Task item → Could you copy, exactly as written, every line from the first line of the records through the one containing "or per connection"?

-- Opening Marker --

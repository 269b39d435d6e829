//! Seen-traces store
//!
//! The trace dedup decision needs a set of trace IDs that already had a
//! trace-create emitted. The set is owned by the caller and threaded through
//! every processing call:
//! - `HashSet` / `FxHashSet` - one set per request or per connection
//! - `SharedSeenTraces` - bounded moka cache with TTL, shared by clones

mod backend;
mod memory;

pub use backend::SeenTraces;
pub use memory::SharedSeenTraces;
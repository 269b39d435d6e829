//! Seen-traces capability

use std::collections::HashSet;
use std::hash::BuildHasher;

/// Set-like membership test + insert over trace IDs
///
/// Implementations backed by shared state must tolerate concurrent callers;
/// a check followed by an insert is not required to be atomic. Two workers
/// racing on the same trace ID may both emit a full trace, which downstream
/// treats as an upsert.
pub trait SeenTraces {
    /// Whether a trace-create was already emitted for this trace ID
    fn contains(&self, trace_id: &str) -> bool;

    /// Record the trace ID. Returns `true` if it was not present before.
    fn insert(&mut self, trace_id: &str) -> bool;
}

impl<S: BuildHasher> SeenTraces for HashSet<String, S> {
    fn contains(&self, trace_id: &str) -> bool {
        HashSet::contains(self, trace_id)
    }

    fn insert(&mut self, trace_id: &str) -> bool {
        if HashSet::contains(self, trace_id) {
            false
        } else {
            HashSet::insert(self, trace_id.to_string())
        }
    }
}
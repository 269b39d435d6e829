//! Tests for attribute resolution

use serde_json::{Value as JsonValue, json};

use crate::data::types::ObservationLevel;
use crate::domain::traces::extract::{DecodedEvent, EntityUpdate, ResolveContext, Target, resolve};
use crate::utils::otlp::AttributeMap;

use super::*;

fn make_attrs(value: JsonValue) -> AttributeMap {
    value.as_object().cloned().unwrap_or_default()
}

fn resolve_attrs(attrs: JsonValue, target: Target) -> EntityUpdate {
    let attrs = make_attrs(attrs);
    let events: Vec<DecodedEvent> = Vec::new();
    let ctx = ResolveContext {
        attributes: &attrs,
        events: &events,
        span_name: "test-span",
    };
    resolve(&ctx, target)
}

fn observation(attrs: JsonValue) -> EntityUpdate {
    resolve_attrs(attrs, Target::Observation)
}

fn trace(attrs: JsonValue) -> EntityUpdate {
    resolve_attrs(attrs, Target::Trace)
}

fn run_pass(
    pass: fn(&ResolveContext<'_>, Target, &mut EntityUpdate),
    attrs: JsonValue,
) -> EntityUpdate {
    let attrs = make_attrs(attrs);
    let ctx = ResolveContext {
        attributes: &attrs,
        events: &[],
        span_name: "test-span",
    };
    let mut update = EntityUpdate::default();
    pass(&ctx, Target::Observation, &mut update);
    update
}

// ============================================================================
// HELPER FUNCTION TESTS
// ============================================================================

#[test]
fn test_get_string_skips_null_and_empty() {
    let attrs = make_attrs(json!({"a": null, "b": "", "c": 5}));
    assert_eq!(get_string(&attrs, "a"), None);
    assert_eq!(get_string(&attrs, "b"), None);
    assert_eq!(get_string(&attrs, "c"), Some("5".to_string()));
}

#[test]
fn test_message_segments_strips_message() {
    assert_eq!(message_segments("0.message.role"), vec!["0", "role"]);
    assert_eq!(
        message_segments("1.message.contents.0.message_content.text"),
        vec!["1", "contents", "0", "message_content", "text"]
    );
}

// ============================================================================
// BASE PASS
// ============================================================================

#[test]
fn test_base_io_and_model() {
    let update = run_pass(
        resolve_base,
        json!({
            "model": "gpt-4o",
            "input.value": r#"{"question": "why"}"#,
            "output.value": "because",
            "model_config": r#"{"temperature": 0.2}"#
        }),
    );
    assert_eq!(update.model.as_deref(), Some("gpt-4o"));
    assert_eq!(update.input, Some(json!({"question": "why"})));
    assert_eq!(update.output, Some(json!("because")));
    assert_eq!(update.model_parameters, Some(json!({"temperature": 0.2})));
}

#[test]
fn test_base_mlflow_and_traceloop() {
    let update = run_pass(
        resolve_base,
        json!({
            "mlflow.spanInputs": r#"{"a": 1}"#,
            "traceloop.entity.output": r#"["x"]"#
        }),
    );
    assert_eq!(update.input, Some(json!({"a": 1})));
    assert_eq!(update.output, Some(json!(["x"])));
}

#[test]
fn test_base_malformed_json_keeps_raw() {
    let update = run_pass(resolve_base, json!({"model_config": "{oops", "input": "[1, 2"}));
    assert_eq!(update.model_parameters, Some(json!("{oops")));
    assert_eq!(update.input, Some(json!("[1, 2")));
}

// ============================================================================
// GEN AI PASS
// ============================================================================

#[test]
fn test_gen_ai_model_request_wins() {
    let update = run_pass(
        resolve_gen_ai,
        json!({"gen_ai.response.model": "gpt-4o-2024-08-06", "gen_ai.request.model": "gpt-4o"}),
    );
    assert_eq!(update.model.as_deref(), Some("gpt-4o"));

    let update = run_pass(resolve_gen_ai, json!({"gen_ai.response.model": "only-response"}));
    assert_eq!(update.model.as_deref(), Some("only-response"));
}

#[test]
fn test_gen_ai_request_parameters() {
    let update = run_pass(
        resolve_gen_ai,
        json!({
            "gen_ai.request.model": "m",
            "gen_ai.request.temperature": 0.7,
            "gen_ai.request.max_tokens": 256,
            "gen_ai.request.stop_sequences": ["\n"]
        }),
    );
    assert_eq!(
        update.model_parameters,
        Some(json!({"temperature": 0.7, "max_tokens": 256, "stop_sequences": ["\n"]}))
    );
}

#[test]
fn test_gen_ai_usage_cost_excluded_from_usage() {
    let update = run_pass(resolve_gen_ai, json!({"gen_ai.usage.cost": 0.0042}));
    assert_eq!(update.usage_details, None, "cost must never land in usage");
    assert_eq!(update.cost_details, Some(json!({"total": 0.0042})));
}

#[test]
fn test_gen_ai_usage_coerces_strings() {
    let update = run_pass(
        resolve_gen_ai,
        json!({
            "gen_ai.usage.input_tokens": "15",
            "gen_ai.usage.completion_tokens": 3,
            "gen_ai.usage.total_tokens": 18
        }),
    );
    assert_eq!(
        update.usage_details,
        Some(json!({"input": 15, "output": 3, "total": 18}))
    );
}

#[test]
fn test_gen_ai_indexed_prompts() {
    let update = run_pass(
        resolve_gen_ai,
        json!({
            "gen_ai.prompt.0.role": "system",
            "gen_ai.prompt.0.content": "be nice",
            "gen_ai.prompt.1.role": "user",
            "gen_ai.prompt.1.content": "hi",
            "gen_ai.completion.0.role": "assistant",
            "gen_ai.completion.0.content": "hello"
        }),
    );
    assert_eq!(
        update.input,
        Some(json!([
            {"role": "system", "content": "be nice"},
            {"role": "user", "content": "hi"}
        ]))
    );
    assert_eq!(
        update.output,
        Some(json!([{"role": "assistant", "content": "hello"}]))
    );
}

#[test]
fn test_gen_ai_indexed_gap_is_filled_with_null() {
    let update = run_pass(resolve_gen_ai, json!({"gen_ai.prompt.2.content": "third"}));
    assert_eq!(update.input, Some(json!([null, null, {"content": "third"}])));
}

#[test]
fn test_gen_ai_bare_completion_content_is_object() {
    let update = run_pass(resolve_gen_ai, json!({"gen_ai.completion.content": "done"}));
    assert_eq!(update.output, Some(json!({"content": "done"})));
}

#[test]
fn test_gen_ai_bare_completion_is_raw_scalar() {
    let update = run_pass(
        resolve_gen_ai,
        json!({"gen_ai.completion": "plain", "gen_ai.prompt": r#"[{"role":"user"}]"#}),
    );
    assert_eq!(update.output, Some(json!("plain")));
    assert_eq!(update.input, Some(json!(r#"[{"role":"user"}]"#)));
}

#[test]
fn test_gen_ai_messages_attributes() {
    let update = run_pass(
        resolve_gen_ai,
        json!({
            "gen_ai.input.messages": r#"[{"role":"user","parts":[]}]"#,
            "gen_ai.output.messages": r#"[{"role":"assistant","parts":[]}]"#
        }),
    );
    assert_eq!(update.input, Some(json!([{"role": "user", "parts": []}])));
    assert_eq!(update.output, Some(json!([{"role": "assistant", "parts": []}])));
}

// ============================================================================
// LLM PASS
// ============================================================================

#[test]
fn test_llm_openinference() {
    let update = run_pass(
        resolve_llm,
        json!({
            "llm.model_name": "claude",
            "llm.invocation_parameters": r#"{"temperature": 0.1, "max_tokens": 10}"#,
            "llm.token_count.prompt": 11,
            "llm.token_count.completion": "4",
            "llm.token_count.total": 15,
            "llm.input_messages.0.message.role": "user",
            "llm.input_messages.0.message.content": "q",
            "llm.output_messages.0.message.role": "assistant",
            "llm.output_messages.0.message.content": "a"
        }),
    );
    assert_eq!(update.model.as_deref(), Some("claude"));
    assert_eq!(
        update.model_parameters,
        Some(json!({"temperature": 0.1, "max_tokens": 10}))
    );
    assert_eq!(
        update.usage_details,
        Some(json!({"input": 11, "output": 4, "total": 15}))
    );
    assert_eq!(update.input, Some(json!([{"role": "user", "content": "q"}])));
    assert_eq!(update.output, Some(json!([{"role": "assistant", "content": "a"}])));
}

#[test]
fn test_llm_cost_keys() {
    let update = run_pass(
        resolve_llm,
        json!({"llm.cost.prompt": 0.1, "llm.cost.completion": 0.2, "llm.cost.total": 0.3}),
    );
    assert_eq!(
        update.cost_details,
        Some(json!({"input": 0.1, "output": 0.2, "total": 0.3}))
    );
    assert_eq!(update.usage_details, None);
}

#[test]
fn test_llm_invocation_parameters_merge_with_gen_ai() {
    let update = observation(json!({
        "gen_ai.request.temperature": 0.5,
        "gen_ai.request.top_p": 0.9,
        "llm.invocation_parameters": r#"{"temperature": 0.0}"#
    }));
    assert_eq!(
        update.model_parameters,
        Some(json!({"temperature": 0.0, "top_p": 0.9}))
    );
}

// ============================================================================
// VERCEL PASS
// ============================================================================

#[test]
fn test_vercel_ai_sdk() {
    let update = run_pass(
        resolve_vercel,
        json!({
            "ai.model.id": "gpt-4o-mini",
            "ai.prompt.messages": r#"[{"role":"user","content":"hey"}]"#,
            "ai.response.text": "yo",
            "ai.usage.promptTokens": 9,
            "ai.usage.completionTokens": 2,
            "ai.telemetry.metadata.feature": "chat"
        }),
    );
    assert_eq!(update.model.as_deref(), Some("gpt-4o-mini"));
    assert_eq!(update.input, Some(json!([{"role": "user", "content": "hey"}])));
    assert_eq!(update.output, Some(json!("yo")));
    assert_eq!(update.usage_details, Some(json!({"input": 9, "output": 2})));
    assert_eq!(update.metadata, Some(json!({"feature": "chat"})));
}

// ============================================================================
// PRECEDENCE
// ============================================================================

#[test]
fn test_session_id_precedence() {
    let update = trace(json!({"session.id": "semconv", "gen_ai.conversation.id": "conv"}));
    assert_eq!(update.session_id.as_deref(), Some("semconv"));

    let update = trace(json!({"langfuse.session.id": "lf", "session.id": "semconv"}));
    assert_eq!(update.session_id.as_deref(), Some("lf"));

    let update = trace(json!({"gen_ai.conversation.id": "conv"}));
    assert_eq!(update.session_id.as_deref(), Some("conv"));
}

#[test]
fn test_user_id_precedence() {
    let update = trace(json!({"langfuse.user.id": "lf", "user.id": "semconv"}));
    assert_eq!(update.user_id.as_deref(), Some("lf"));

    let update = trace(json!({"user.id": "semconv"}));
    assert_eq!(update.user_id.as_deref(), Some("semconv"));
}

#[test]
fn test_langfuse_io_overrides_vendor_io() {
    let update = observation(json!({
        "input.value": "vendor in",
        "gen_ai.prompt.0.content": "gen ai in",
        "langfuse.observation.input": r#"{"explicit": true}"#
    }));
    assert_eq!(update.input, Some(json!({"explicit": true})));
}

#[test]
fn test_environment_precedence() {
    let update = trace(json!({"deployment.environment": "staging"}));
    assert_eq!(update.environment.as_deref(), Some("staging"));

    let update = trace(json!({
        "deployment.environment": "staging",
        "deployment.environment.name": "prod"
    }));
    assert_eq!(update.environment.as_deref(), Some("prod"));

    let update = trace(json!({"deployment.environment": "staging", "langfuse.environment": "lf"}));
    assert_eq!(update.environment.as_deref(), Some("lf"));
}

#[test]
fn test_trace_target_ignores_observation_io() {
    let update = trace(json!({"input.value": "x", "gen_ai.request.model": "m"}));
    assert_eq!(update.input, None);
    assert_eq!(update.model, None);
}

// ============================================================================
// LANGFUSE PASS
// ============================================================================

#[test]
fn test_langfuse_tags_shapes() {
    let update = trace(json!({"langfuse.tags": "2,3,4"}));
    assert_eq!(update.tags, Some(vec!["2".into(), "3".into(), "4".into()]));

    let update = trace(json!({"langfuse.tags": r#"["2"]"#}));
    assert_eq!(update.tags, Some(vec!["2".to_string()]));

    let update = trace(json!({"langfuse.tags": ["2", "3", "4"]}));
    assert_eq!(update.tags, Some(vec!["2".into(), "3".into(), "4".into()]));

    let update = trace(json!({"langfuse.trace.tags": "single"}));
    assert_eq!(update.tags, Some(vec!["single".to_string()]));
}

#[test]
fn test_langfuse_public_literal_true_only() {
    assert_eq!(trace(json!({"langfuse.public": true})).public, Some(true));
    assert_eq!(trace(json!({"langfuse.public": "true"})).public, Some(true));
    assert_eq!(trace(json!({"langfuse.public": "false"})).public, Some(false));
    assert_eq!(trace(json!({"langfuse.trace.public": "yes"})).public, Some(false));
    assert_eq!(trace(json!({})).public, None);
}

#[test]
fn test_langfuse_metadata_merge() {
    let update = trace(json!({
        "langfuse.metadata": r#"{"a": 1, "b": 2}"#,
        "langfuse.metadata.b": "override",
        "langfuse.trace.metadata.c": r#"{"nested": true}"#
    }));
    assert_eq!(
        update.metadata,
        Some(json!({"a": 1, "b": "override", "c": {"nested": true}}))
    );
}

#[test]
fn test_langfuse_metadata_malformed_kept_raw() {
    let update = observation(json!({"langfuse.observation.metadata": "{broken"}));
    assert_eq!(update.metadata, Some(json!("{broken")));
}

#[test]
fn test_langfuse_trace_fields() {
    let update = trace(json!({
        "langfuse.trace.name": "my-trace",
        "langfuse.trace.user_id": "u1",
        "langfuse.trace.session_id": "s1",
        "langfuse.trace.input": r#"{"q": 1}"#,
        "langfuse.trace.output": "done",
        "langfuse.release": "r1",
        "langfuse.version": "v2"
    }));
    assert_eq!(update.name.as_deref(), Some("my-trace"));
    assert_eq!(update.user_id.as_deref(), Some("u1"));
    assert_eq!(update.session_id.as_deref(), Some("s1"));
    assert_eq!(update.input, Some(json!({"q": 1})));
    assert_eq!(update.output, Some(json!("done")));
    assert_eq!(update.release.as_deref(), Some("r1"));
    assert_eq!(update.version.as_deref(), Some("v2"));
}

#[test]
fn test_langfuse_observation_fields() {
    let update = observation(json!({
        "gen_ai.request.model": "vendor-model",
        "langfuse.observation.model.name": "explicit-model",
        "langfuse.observation.model.parameters": r#"{"temperature": 1}"#,
        "langfuse.observation.usage_details": r#"{"input": 10, "output": "15", "cost": 0.5}"#,
        "langfuse.observation.cost_details": r#"{"output": 0.25}"#,
        "langfuse.observation.prompt.name": "greeting",
        "langfuse.observation.prompt.version": "3",
        "langfuse.observation.level": "warning",
        "langfuse.observation.status_message": "slow",
        "langfuse.observation.completion_start_time": "\"2024-01-01T00:00:00.000Z\""
    }));
    assert_eq!(update.model.as_deref(), Some("explicit-model"));
    assert_eq!(update.model_parameters, Some(json!({"temperature": 1})));
    assert_eq!(update.usage_details, Some(json!({"input": 10, "output": 15})));
    assert_eq!(update.cost_details, Some(json!({"total": 0.5, "output": 0.25})));
    assert_eq!(update.prompt_name.as_deref(), Some("greeting"));
    assert_eq!(update.prompt_version, Some(3));
    assert_eq!(update.level, Some(ObservationLevel::Warning));
    assert_eq!(update.status_message.as_deref(), Some("slow"));
    assert_eq!(
        update.completion_start_time.as_deref(),
        Some("2024-01-01T00:00:00.000Z")
    );
}

#[test]
fn test_langfuse_unknown_level_ignored() {
    let update = observation(json!({"langfuse.observation.level": "LOUD"}));
    assert_eq!(update.level, None);
}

-- Closing Marker --

Response area →
repository 269b39d435d6e829
//! Seen-traces store
//!
//! The trace dedup decision needs a set of trace IDs that already had a
//! trace-create emitted. The set is owned by the caller and threaded through
//! every processing call:
//! - `HashSet` / `FxHashSet` - one set per request or per connection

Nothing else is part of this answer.